Work request. Lines containing the string "TripId": how many are there below? Answer with the number only.
*** Block opens ***
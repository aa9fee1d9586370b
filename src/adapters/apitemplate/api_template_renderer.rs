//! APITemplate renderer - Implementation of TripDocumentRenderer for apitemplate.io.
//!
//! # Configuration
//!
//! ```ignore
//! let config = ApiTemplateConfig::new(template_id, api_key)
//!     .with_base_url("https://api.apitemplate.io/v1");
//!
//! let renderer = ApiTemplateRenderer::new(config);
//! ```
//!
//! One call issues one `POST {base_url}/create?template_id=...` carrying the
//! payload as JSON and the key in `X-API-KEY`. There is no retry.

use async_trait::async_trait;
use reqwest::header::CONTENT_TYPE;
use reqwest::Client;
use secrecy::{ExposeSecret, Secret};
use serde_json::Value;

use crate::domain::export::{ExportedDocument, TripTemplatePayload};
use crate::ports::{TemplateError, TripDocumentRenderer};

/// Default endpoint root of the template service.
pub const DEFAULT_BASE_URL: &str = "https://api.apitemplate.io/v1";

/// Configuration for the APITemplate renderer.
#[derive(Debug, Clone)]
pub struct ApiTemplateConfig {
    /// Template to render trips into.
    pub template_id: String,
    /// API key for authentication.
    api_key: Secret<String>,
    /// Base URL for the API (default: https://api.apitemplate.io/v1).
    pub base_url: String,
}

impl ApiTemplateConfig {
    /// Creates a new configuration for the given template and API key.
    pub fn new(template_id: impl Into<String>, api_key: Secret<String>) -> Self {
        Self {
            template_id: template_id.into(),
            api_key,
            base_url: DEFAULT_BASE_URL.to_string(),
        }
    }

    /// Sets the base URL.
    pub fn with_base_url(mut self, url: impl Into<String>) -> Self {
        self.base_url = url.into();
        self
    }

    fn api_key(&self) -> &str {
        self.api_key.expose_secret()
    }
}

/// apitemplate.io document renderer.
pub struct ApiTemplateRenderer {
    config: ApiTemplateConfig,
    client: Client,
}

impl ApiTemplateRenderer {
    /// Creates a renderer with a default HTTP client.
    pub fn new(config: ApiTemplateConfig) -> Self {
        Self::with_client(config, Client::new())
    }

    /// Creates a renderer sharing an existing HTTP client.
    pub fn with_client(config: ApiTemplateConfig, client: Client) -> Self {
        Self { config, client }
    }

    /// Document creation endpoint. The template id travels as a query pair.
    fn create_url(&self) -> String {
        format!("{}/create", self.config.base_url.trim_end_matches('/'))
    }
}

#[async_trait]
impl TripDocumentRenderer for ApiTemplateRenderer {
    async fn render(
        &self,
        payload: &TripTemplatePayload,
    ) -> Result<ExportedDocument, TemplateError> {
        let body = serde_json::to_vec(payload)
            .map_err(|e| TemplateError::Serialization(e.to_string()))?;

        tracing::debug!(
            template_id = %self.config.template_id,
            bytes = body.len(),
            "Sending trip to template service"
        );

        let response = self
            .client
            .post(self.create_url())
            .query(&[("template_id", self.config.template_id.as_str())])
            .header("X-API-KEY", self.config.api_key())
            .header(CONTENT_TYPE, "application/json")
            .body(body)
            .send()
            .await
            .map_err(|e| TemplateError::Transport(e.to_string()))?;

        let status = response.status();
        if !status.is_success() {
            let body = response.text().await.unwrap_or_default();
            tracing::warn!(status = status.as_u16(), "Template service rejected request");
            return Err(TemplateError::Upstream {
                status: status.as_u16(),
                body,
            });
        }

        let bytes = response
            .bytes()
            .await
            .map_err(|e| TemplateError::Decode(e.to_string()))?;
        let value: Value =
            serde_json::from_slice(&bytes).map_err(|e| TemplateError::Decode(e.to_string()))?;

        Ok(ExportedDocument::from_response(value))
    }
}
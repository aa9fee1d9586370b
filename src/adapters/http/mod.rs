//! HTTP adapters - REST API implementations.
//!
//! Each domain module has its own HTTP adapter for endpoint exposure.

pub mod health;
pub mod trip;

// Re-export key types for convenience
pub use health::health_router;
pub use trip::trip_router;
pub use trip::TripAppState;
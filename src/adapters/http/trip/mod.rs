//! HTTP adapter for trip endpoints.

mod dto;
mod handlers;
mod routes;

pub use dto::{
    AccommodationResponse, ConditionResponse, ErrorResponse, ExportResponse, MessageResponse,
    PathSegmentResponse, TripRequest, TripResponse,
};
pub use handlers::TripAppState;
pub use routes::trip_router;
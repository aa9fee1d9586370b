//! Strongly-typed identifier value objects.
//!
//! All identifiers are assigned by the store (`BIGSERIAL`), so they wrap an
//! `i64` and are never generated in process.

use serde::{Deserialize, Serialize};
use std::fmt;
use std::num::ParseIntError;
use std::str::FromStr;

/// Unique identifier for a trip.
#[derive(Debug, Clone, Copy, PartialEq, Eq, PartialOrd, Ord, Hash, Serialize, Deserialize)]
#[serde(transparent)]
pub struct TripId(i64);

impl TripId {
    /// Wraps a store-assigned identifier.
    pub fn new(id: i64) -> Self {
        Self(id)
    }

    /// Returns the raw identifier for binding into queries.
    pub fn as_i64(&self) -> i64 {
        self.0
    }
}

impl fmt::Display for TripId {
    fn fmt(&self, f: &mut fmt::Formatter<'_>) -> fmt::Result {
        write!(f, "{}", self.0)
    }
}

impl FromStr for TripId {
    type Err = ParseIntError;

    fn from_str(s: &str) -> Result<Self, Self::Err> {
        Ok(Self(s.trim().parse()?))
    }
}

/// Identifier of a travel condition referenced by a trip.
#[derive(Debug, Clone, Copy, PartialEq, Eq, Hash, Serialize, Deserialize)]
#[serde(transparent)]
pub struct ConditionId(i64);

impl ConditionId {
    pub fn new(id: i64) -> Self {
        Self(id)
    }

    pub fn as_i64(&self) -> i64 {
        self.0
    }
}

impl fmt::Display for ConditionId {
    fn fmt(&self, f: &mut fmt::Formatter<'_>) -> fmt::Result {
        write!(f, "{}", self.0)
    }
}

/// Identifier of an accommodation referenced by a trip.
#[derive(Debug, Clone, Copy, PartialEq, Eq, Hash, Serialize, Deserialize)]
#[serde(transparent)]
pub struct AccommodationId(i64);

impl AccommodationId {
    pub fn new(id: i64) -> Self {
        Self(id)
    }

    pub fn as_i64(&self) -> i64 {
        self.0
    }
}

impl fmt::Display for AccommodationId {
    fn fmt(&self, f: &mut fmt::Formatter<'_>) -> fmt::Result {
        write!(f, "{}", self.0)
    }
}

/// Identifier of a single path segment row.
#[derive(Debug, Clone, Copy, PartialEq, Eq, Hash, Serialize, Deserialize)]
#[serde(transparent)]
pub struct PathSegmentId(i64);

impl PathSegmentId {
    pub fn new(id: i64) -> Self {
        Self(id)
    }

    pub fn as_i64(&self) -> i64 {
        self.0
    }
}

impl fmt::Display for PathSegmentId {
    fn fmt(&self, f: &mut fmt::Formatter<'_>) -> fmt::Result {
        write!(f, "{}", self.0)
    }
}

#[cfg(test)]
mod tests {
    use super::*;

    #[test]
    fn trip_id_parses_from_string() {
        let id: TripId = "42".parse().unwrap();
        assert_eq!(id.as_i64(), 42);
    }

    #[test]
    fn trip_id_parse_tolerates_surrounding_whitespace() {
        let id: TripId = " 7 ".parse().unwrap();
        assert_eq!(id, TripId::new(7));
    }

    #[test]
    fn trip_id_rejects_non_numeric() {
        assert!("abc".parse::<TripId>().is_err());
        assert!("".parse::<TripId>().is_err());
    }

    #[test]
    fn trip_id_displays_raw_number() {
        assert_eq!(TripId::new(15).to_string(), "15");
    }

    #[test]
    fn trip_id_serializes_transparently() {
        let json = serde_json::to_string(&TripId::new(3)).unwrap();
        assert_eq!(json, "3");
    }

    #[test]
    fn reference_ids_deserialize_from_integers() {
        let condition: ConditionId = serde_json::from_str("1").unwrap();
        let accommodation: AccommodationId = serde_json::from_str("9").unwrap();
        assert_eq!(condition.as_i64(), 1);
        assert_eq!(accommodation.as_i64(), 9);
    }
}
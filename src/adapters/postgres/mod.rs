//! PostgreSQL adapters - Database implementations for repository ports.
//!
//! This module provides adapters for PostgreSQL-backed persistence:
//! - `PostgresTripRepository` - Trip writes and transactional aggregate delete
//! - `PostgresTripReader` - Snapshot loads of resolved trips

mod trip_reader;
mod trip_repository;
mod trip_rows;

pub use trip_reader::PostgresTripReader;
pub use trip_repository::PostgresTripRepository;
*** Block closes ***
Result for this task. 11